IPPIS: FG, ASUU’s Talks Crumble Again

There were indications on Tuesday that the  Federal Government and the Academic Staff Union of Universities’ resumed negotiation over the  Integrated Personnel Payroll Information System had again hit a brick wall.

The PUNCH on Tuesday gathered that the Federal Government had again rejected a model, the University Transparency and Accountability Solution, proposed by ASUU as an alternative to the IPPIS.

The Federal Ministry of Education’s Deputy Director of Press, Mr Ben Goong, in an interview with one of our correspondents, confirmed that the government had started negotiations with ASUU.

He said, “We have opened talks. Whether this matter will be laid to rest does not rest with one party. It does not rest with the ministry or the Federal Government alone. It is only when the two parties agree that the matter can be resolved.”

The Federal Government had last year directed its employees, including university lecturers, to register for the IPPIS, which is a centralised payment system introduced to check fraud.

But ASUU directed its members to shun the directive on the grounds that it negated the principle of university autonomy.

The government threatened not to pay January salaries of lecturers, who failed to register for the IPPIS, but it later backed down on the threat and paid all lecturers including those who failed to register for the IPPIS.
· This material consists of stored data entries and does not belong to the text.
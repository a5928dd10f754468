//! Lifecycle controller for the gesture engine.
//!
//! `start` subscribes fresh detectors to their signal sources and `stop`
//! unsubscribes and discards them, in step with the hosting background
//! service. No detector state survives a stop.
//!
//! Each detector sits behind its own mutex; the two never share a lock. A
//! callback that was already in flight when `stop` ran sees its session
//! marked inactive and returns without touching anything.

use crate::config::{Config, ConfigError, DetectorSettings, GestureSelection};
use crate::core::{Arbiter, ChopDetector, DetectorState, GestureSource, PowerPressDetector};
use crate::sink::DeliverySink;
use crate::source::{Handler, MotionSample, ScreenToggleEvent, SignalSource, SourceError};
use crate::transparency::{create_shared_log, SharedTransparencyLog};
use std::sync::atomic::{AtomicBool, Ordering};
use std::sync::{Arc, Mutex, PoisonError};

/// Whether the engine is listening for gestures.
#[derive(Debug, Clone, Copy, PartialEq, Eq)]
pub enum LifecycleState {
    Stopped,
    Listening,
}

/// Failure to enter the listening state.
#[derive(Debug, Clone, PartialEq, Eq)]
pub enum StartError {
    /// The configuration enables neither gesture
    NoGesturesEnabled,
    /// A signal source refused the subscription
    Subscription {
        gesture: GestureSource,
        source: SourceError,
    },
}

impl std::fmt::Display for StartError {
    fn fmt(&self, f: &mut std::fmt::Formatter<'_>) -> std::fmt::Result {
        match self {
            StartError::NoGesturesEnabled => write!(f, "No gestures enabled"),
            StartError::Subscription { gesture, source } => {
                write!(f, "Could not subscribe {gesture} detector: {source}")
            }
        }
    }
}

impl std::error::Error for StartError {
    fn source(&self) -> Option<&(dyn std::error::Error + 'static)> {
        match self {
            StartError::Subscription { source, .. } => Some(source),
            StartError::NoGesturesEnabled => None,
        }
    }
}

/// Detector states of the current listening session.
#[derive(Debug, Clone, Copy, PartialEq, Eq)]
pub struct EngineSnapshot {
    /// `None` when the power-press gesture is disabled
    pub power_press: Option<DetectorState>,
    /// `None` when the chop gesture is disabled
    pub chop: Option<DetectorState>,
}

/// One start..stop period.
struct Session {
    active: Arc<AtomicBool>,
    power_press: Option<Arc<Mutex<PowerPressDetector>>>,
    chop: Option<Arc<Mutex<ChopDetector>>>,
}

/// Owns the detectors and their subscriptions.
pub struct GestureEngine {
    settings: DetectorSettings,
    gestures: GestureSelection,
    screen_source: Arc<dyn SignalSource<ScreenToggleEvent>>,
    motion_source: Arc<dyn SignalSource<MotionSample>>,
    arbiter: Arc<Arbiter>,
    log: SharedTransparencyLog,
    session: Mutex<Option<Session>>,
}

impl GestureEngine {
    /// Create a stopped engine.
    pub fn new(
        config: &Config,
        screen_source: Arc<dyn SignalSource<ScreenToggleEvent>>,
        motion_source: Arc<dyn SignalSource<MotionSample>>,
        sink: Arc<dyn DeliverySink>,
    ) -> Result<Self, ConfigError> {
        Self::with_transparency_log(
            config,
            screen_source,
            motion_source,
            sink,
            create_shared_log(),
        )
    }

    /// Create a stopped engine that records activity into `log`.
    pub fn with_transparency_log(
        config: &Config,
        screen_source: Arc<dyn SignalSource<ScreenToggleEvent>>,
        motion_source: Arc<dyn SignalSource<MotionSample>>,
        sink: Arc<dyn DeliverySink>,
        log: SharedTransparencyLog,
    ) -> Result<Self, ConfigError> {
        config.validate()?;
        let arbiter = Arc::new(Arbiter::new(
            sink,
            config.min_delivery_interval,
            log.clone(),
        ));

        Ok(Self {
            settings: config.detectors,
            gestures: config.gestures,
            screen_source,
            motion_source,
            arbiter,
            log,
            session: Mutex::new(None),
        })
    }

    /// Subscribe fresh detectors and start listening.
    ///
    /// Does nothing if already listening. On failure any subscription made
    /// by this call is undone and the engine stays stopped.
    pub fn start(&self) -> Result<(), StartError> {
        let mut session = self.session.lock().unwrap_or_else(PoisonError::into_inner);
        if session.is_some() {
            return Ok(());
        }
        if !self.gestures.any_enabled() {
            return Err(StartError::NoGesturesEnabled);
        }

        let active = Arc::new(AtomicBool::new(true));

        let power_press = if self.gestures.power_press {
            let detector = Arc::new(Mutex::new(PowerPressDetector::new(&self.settings)));
            let handler = self.screen_handler(detector.clone(), active.clone());
            if let Err(source) = self.screen_source.subscribe(handler) {
                active.store(false, Ordering::SeqCst);
                tracing::warn!(gesture = "power_press", "start failed: {source}");
                return Err(StartError::Subscription {
                    gesture: GestureSource::PowerPress,
                    source,
                });
            }
            Some(detector)
        } else {
            None
        };

        let chop = if self.gestures.chop {
            let detector = Arc::new(Mutex::new(ChopDetector::new(&self.settings)));
            let handler = self.motion_handler(detector.clone(), active.clone());
            if let Err(source) = self.motion_source.subscribe(handler) {
                active.store(false, Ordering::SeqCst);
                if power_press.is_some() {
                    self.screen_source.unsubscribe();
                }
                tracing::warn!(gesture = "chop", "start failed: {source}");
                return Err(StartError::Subscription {
                    gesture: GestureSource::Chop,
                    source,
                });
            }
            Some(detector)
        } else {
            None
        };

        tracing::info!(
            power_press = power_press.is_some(),
            chop = chop.is_some(),
            "gesture engine listening"
        );
        *session = Some(Session {
            active,
            power_press,
            chop,
        });
        Ok(())
    }

    /// Unsubscribe and discard the detectors. Does nothing if stopped.
    pub fn stop(&self) {
        let Some(session) = self
            .session
            .lock()
            .unwrap_or_else(PoisonError::into_inner)
            .take()
        else {
            return;
        };

        session.active.store(false, Ordering::SeqCst);
        if session.power_press.is_some() {
            self.screen_source.unsubscribe();
        }
        if session.chop.is_some() {
            self.motion_source.unsubscribe();
        }
        tracing::info!("gesture engine stopped");
    }

    pub fn state(&self) -> LifecycleState {
        if self
            .session
            .lock()
            .unwrap_or_else(PoisonError::into_inner)
            .is_some()
        {
            LifecycleState::Listening
        } else {
            LifecycleState::Stopped
        }
    }

    /// Current detector states, or `None` while stopped.
    pub fn snapshot(&self) -> Option<EngineSnapshot> {
        let session = self.session.lock().unwrap_or_else(PoisonError::into_inner);
        session.as_ref().map(|s| EngineSnapshot {
            power_press: s
                .power_press
                .as_ref()
                .map(|d| d.lock().unwrap_or_else(PoisonError::into_inner).state()),
            chop: s
                .chop
                .as_ref()
                .map(|d| d.lock().unwrap_or_else(PoisonError::into_inner).state()),
        })
    }

    pub fn gestures(&self) -> GestureSelection {
        self.gestures
    }

    pub fn transparency_log(&self) -> &SharedTransparencyLog {
        &self.log
    }

    fn screen_handler(
        &self,
        detector: Arc<Mutex<PowerPressDetector>>,
        active: Arc<AtomicBool>,
    ) -> Handler<ScreenToggleEvent> {
        let arbiter = self.arbiter.clone();
        let log = self.log.clone();
        Arc::new(move |event: ScreenToggleEvent| {
            if !active.load(Ordering::SeqCst) {
                tracing::debug!(gesture = "power_press", "late screen event ignored");
                return;
            }
            log.record_screen_toggle();
            // The detector lock is released before the arbiter runs.
            let triggered = detector
                .lock()
                .unwrap_or_else(PoisonError::into_inner)
                .on_screen_toggle(event);
            if let Some(t) = triggered {
                log.record_trigger(t.source);
                arbiter.on_detector_output(t);
            }
        })
    }

    fn motion_handler(
        &self,
        detector: Arc<Mutex<ChopDetector>>,
        active: Arc<AtomicBool>,
    ) -> Handler<MotionSample> {
        let arbiter = self.arbiter.clone();
        let log = self.log.clone();
        Arc::new(move |sample: MotionSample| {
            if !active.load(Ordering::SeqCst) {
                tracing::debug!(gesture = "chop", "late motion sample ignored");
                return;
            }
            log.record_motion_sample();
            let triggered = detector
                .lock()
                .unwrap_or_else(PoisonError::into_inner)
                .on_motion_sample(sample);
            if let Some(t) = triggered {
                log.record_trigger(t.source);
                arbiter.on_detector_output(t);
            }
        })
    }
}

impl Drop for GestureEngine {
    fn drop(&mut self) {
        self.stop();
    }
}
As an alternative to the IPPIS, ASUU had developed the UTAS, which it presented to the Federal Government last year.

But a top official in the office of the Accountant General of the Federation, confided in one of our correspondents that accepting the proposal put forward by ASUU would erode the gains so far made under the IPPIS initiative.

He said that it was too late for the government to start considering ASUU’s proposal because the union’s concerns had already been addressed by the IPPIS.

The official said just like the government did for personnel of the military and other paramilitary agencies, the IPPIS was good enough to accommodate all genuine concerns and peculiarities in universities.

He added that between 2017 and 2019, about N361bn was saved from government payroll through the IPPIS implementation.

He said, “We have captured over 71 per cent and the remaining 29 per cent is not only ASUU members that make up that balance.

“There are some of these university workers that are on study leave outside the country and some of them are on leave of absence.

“The IPPIS is not targeted at ASUU, between 2017 and 2019, the government has saved over N361bn. So any reasonable government will not throw such things into the dustbin.

When asked why the salaries of ASUU members not on the IPPIS were paid in January, the official said that approval for salary stoppage was being awaited from the Minister of Finance, Mrs Zainab Ahmed.

Talks with ASUU’ll succeed if union cooperates, says FG

The Ministry of Education’s Deputy Director of Press, Goong, on his part, explained the government’s position.

He said, “The government is saying that we want to pay our lecturers and university workers directly; that is the summary of the IPPIS. Then, ASUU which is an employee of the government is saying, No, pass our salaries through the university managements. So, whatever the negotiations between the government and ASUU are, the bottom line is that this is an evolutionary stage in the payment system.”

The ASUU National President, Prof Biodun Ogunyemi, could not be reached for comment as calls put across were not replied to.

Ogunyemi had, however, said last week that ASUU could not rule out a strike action as five areas in the 2019 Memorandum of Action which the Federal Government signed with the union had not been implemented.

He had noted that while the IPPIS issue had not also been addressed, the non-implementation of the 2019 MoA was a fundamental matter, and IPPIS was “just a distraction.”

But the former chairman of ASUU, UI, Prof. Deji Omole, while reacting, said the success of the meeting being facilitated by the Federal Government between the union and the federal Ministry of Education did not depend on ASUU.

Describing the Federal Government as the aggressor in the contract, Omole said, “It is government that has always failed. We have our record. We have never reneged on any agreement reached with the Federal Government.

The newly elected Chairman of ASUU in the university, Prof. Ayo Akinwole, while speaking on the issue shortly after being elected unopposed by the congress on Tuesday, said, “Our union’s position remains unchanged. We have offered a credible alternative to government and it is left to it to harmonise it with the IPPIS platform. We are not cowards and cannot allow this government to destroy public education.